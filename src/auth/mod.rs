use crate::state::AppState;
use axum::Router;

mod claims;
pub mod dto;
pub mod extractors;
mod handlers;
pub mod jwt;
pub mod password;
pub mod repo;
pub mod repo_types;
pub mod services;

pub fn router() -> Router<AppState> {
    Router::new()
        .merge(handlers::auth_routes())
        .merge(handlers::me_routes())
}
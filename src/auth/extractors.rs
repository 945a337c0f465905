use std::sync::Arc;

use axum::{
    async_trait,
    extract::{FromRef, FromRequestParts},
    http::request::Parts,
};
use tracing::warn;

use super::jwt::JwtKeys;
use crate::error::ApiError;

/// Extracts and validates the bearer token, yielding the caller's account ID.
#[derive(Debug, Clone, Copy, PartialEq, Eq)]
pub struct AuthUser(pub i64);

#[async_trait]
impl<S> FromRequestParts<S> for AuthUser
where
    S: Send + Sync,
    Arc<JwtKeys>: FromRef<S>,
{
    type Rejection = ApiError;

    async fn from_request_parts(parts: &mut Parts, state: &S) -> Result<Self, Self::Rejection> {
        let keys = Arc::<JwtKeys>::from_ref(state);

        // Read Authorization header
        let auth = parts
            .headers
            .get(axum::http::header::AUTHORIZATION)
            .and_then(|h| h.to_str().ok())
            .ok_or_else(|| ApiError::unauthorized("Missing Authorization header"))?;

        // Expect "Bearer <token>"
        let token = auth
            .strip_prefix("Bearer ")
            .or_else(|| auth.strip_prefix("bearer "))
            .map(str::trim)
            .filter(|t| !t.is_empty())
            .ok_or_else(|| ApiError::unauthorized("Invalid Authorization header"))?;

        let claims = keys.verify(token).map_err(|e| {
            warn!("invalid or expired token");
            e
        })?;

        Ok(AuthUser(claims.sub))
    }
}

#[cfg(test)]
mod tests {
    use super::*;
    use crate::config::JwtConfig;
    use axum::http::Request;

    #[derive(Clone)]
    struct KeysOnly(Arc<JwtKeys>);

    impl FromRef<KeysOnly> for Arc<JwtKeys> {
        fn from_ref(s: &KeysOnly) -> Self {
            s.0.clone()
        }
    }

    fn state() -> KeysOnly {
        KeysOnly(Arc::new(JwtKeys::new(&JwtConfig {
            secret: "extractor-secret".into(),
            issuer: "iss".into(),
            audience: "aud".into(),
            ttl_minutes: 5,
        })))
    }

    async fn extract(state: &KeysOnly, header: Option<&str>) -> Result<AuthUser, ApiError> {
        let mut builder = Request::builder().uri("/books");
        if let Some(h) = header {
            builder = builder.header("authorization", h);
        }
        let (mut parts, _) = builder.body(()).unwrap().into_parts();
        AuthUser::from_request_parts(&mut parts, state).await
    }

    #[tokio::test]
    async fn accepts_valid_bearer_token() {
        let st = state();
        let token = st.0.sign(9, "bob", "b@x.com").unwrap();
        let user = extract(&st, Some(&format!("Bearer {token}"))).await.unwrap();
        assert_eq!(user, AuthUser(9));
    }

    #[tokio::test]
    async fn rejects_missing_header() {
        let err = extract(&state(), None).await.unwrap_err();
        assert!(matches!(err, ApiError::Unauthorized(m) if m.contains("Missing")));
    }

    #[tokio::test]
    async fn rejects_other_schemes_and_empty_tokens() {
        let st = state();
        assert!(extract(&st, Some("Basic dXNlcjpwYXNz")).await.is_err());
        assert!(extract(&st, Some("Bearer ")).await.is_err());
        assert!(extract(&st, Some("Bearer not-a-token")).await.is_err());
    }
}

==

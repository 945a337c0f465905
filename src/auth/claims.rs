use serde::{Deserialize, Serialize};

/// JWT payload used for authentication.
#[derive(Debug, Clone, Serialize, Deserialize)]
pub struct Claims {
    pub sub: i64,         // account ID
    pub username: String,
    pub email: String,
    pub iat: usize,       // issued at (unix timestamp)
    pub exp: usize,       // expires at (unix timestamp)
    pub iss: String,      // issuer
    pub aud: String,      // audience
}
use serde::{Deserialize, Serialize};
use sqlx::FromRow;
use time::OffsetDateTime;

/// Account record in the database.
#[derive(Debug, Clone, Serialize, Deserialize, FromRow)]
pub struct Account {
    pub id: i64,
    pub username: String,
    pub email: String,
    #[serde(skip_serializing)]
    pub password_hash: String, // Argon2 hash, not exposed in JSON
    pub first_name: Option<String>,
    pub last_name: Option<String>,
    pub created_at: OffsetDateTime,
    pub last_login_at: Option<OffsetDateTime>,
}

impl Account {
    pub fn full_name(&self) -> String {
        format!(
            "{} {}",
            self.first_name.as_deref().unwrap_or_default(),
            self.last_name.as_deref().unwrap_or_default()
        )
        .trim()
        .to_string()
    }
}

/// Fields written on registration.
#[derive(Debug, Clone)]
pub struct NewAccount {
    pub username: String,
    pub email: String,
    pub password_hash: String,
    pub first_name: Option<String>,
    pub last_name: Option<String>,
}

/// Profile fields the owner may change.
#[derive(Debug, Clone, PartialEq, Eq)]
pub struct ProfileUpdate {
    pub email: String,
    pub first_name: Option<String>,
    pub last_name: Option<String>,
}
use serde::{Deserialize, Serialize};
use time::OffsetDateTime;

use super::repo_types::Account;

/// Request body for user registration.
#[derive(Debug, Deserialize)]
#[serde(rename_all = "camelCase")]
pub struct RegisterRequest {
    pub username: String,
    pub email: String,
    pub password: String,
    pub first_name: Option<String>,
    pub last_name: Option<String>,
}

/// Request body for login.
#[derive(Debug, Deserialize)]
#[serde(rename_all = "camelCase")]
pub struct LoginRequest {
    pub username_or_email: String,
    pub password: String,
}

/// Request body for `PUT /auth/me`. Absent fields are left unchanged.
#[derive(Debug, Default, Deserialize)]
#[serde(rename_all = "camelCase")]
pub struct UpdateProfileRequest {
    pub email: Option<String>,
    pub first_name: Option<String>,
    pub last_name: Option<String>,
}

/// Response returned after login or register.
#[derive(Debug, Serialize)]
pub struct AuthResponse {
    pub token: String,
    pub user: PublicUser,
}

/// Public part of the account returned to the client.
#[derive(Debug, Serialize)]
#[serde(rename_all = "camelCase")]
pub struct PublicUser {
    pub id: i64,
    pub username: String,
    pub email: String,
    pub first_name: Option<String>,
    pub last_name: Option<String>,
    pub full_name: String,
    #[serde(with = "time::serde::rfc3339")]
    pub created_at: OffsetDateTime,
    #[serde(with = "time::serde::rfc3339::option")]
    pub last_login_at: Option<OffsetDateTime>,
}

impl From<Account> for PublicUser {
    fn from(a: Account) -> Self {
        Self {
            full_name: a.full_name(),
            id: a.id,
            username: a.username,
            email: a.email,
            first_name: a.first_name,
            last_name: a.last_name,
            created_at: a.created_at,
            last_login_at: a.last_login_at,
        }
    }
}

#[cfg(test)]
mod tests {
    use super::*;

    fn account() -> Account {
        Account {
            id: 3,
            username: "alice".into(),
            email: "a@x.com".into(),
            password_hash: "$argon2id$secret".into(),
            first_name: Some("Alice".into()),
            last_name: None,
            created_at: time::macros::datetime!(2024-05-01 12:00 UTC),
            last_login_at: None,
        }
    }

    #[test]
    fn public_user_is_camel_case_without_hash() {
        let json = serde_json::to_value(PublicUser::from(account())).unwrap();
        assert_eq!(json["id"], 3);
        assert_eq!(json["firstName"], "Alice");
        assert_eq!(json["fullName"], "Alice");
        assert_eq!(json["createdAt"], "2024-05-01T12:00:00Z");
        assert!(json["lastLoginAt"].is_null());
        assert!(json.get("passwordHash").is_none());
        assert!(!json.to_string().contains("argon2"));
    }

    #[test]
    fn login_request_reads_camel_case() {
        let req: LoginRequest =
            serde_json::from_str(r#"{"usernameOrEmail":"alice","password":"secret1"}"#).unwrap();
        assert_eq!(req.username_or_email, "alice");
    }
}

==

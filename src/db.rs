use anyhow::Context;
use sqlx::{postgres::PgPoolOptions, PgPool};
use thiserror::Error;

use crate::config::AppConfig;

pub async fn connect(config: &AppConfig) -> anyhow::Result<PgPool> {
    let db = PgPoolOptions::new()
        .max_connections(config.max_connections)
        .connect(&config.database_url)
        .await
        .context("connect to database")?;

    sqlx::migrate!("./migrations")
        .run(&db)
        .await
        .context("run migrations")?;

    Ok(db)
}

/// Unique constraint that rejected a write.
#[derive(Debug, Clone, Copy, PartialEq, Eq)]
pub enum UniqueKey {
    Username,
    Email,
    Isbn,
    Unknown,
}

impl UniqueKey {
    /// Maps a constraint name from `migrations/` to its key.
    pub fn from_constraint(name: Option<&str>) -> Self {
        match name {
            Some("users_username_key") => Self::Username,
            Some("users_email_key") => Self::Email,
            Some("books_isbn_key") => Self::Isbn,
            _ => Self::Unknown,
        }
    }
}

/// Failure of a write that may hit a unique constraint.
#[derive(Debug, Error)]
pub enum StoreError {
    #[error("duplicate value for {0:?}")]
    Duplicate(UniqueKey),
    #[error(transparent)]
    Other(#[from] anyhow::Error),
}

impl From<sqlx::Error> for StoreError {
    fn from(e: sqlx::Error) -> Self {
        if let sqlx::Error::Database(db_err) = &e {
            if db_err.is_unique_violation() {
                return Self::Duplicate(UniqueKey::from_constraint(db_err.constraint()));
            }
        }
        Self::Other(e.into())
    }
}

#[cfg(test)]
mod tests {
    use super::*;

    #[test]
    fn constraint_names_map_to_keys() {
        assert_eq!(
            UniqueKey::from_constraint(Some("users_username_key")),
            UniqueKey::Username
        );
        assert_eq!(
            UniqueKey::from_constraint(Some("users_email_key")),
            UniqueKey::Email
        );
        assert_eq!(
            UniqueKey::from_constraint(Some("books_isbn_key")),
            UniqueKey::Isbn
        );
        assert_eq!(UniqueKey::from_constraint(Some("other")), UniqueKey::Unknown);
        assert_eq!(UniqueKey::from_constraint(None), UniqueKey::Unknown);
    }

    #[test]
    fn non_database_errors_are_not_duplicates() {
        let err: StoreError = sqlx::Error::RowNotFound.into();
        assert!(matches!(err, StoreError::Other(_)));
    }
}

▶ **Assigned task**:
Go through the records above and copy every line holding the word "AuthUser".

▶ **Completed task**:
pub struct AuthUser(pub i64);
impl<S> FromRequestParts<S> for AuthUser
        Ok(AuthUser(claims.sub))
    async fn extract(state: &KeysOnly, header: Option<&str>) -> Result<AuthUser, ApiError> {
        AuthUser::from_request_parts(&mut parts, state).await
        assert_eq!(user, AuthUser(9));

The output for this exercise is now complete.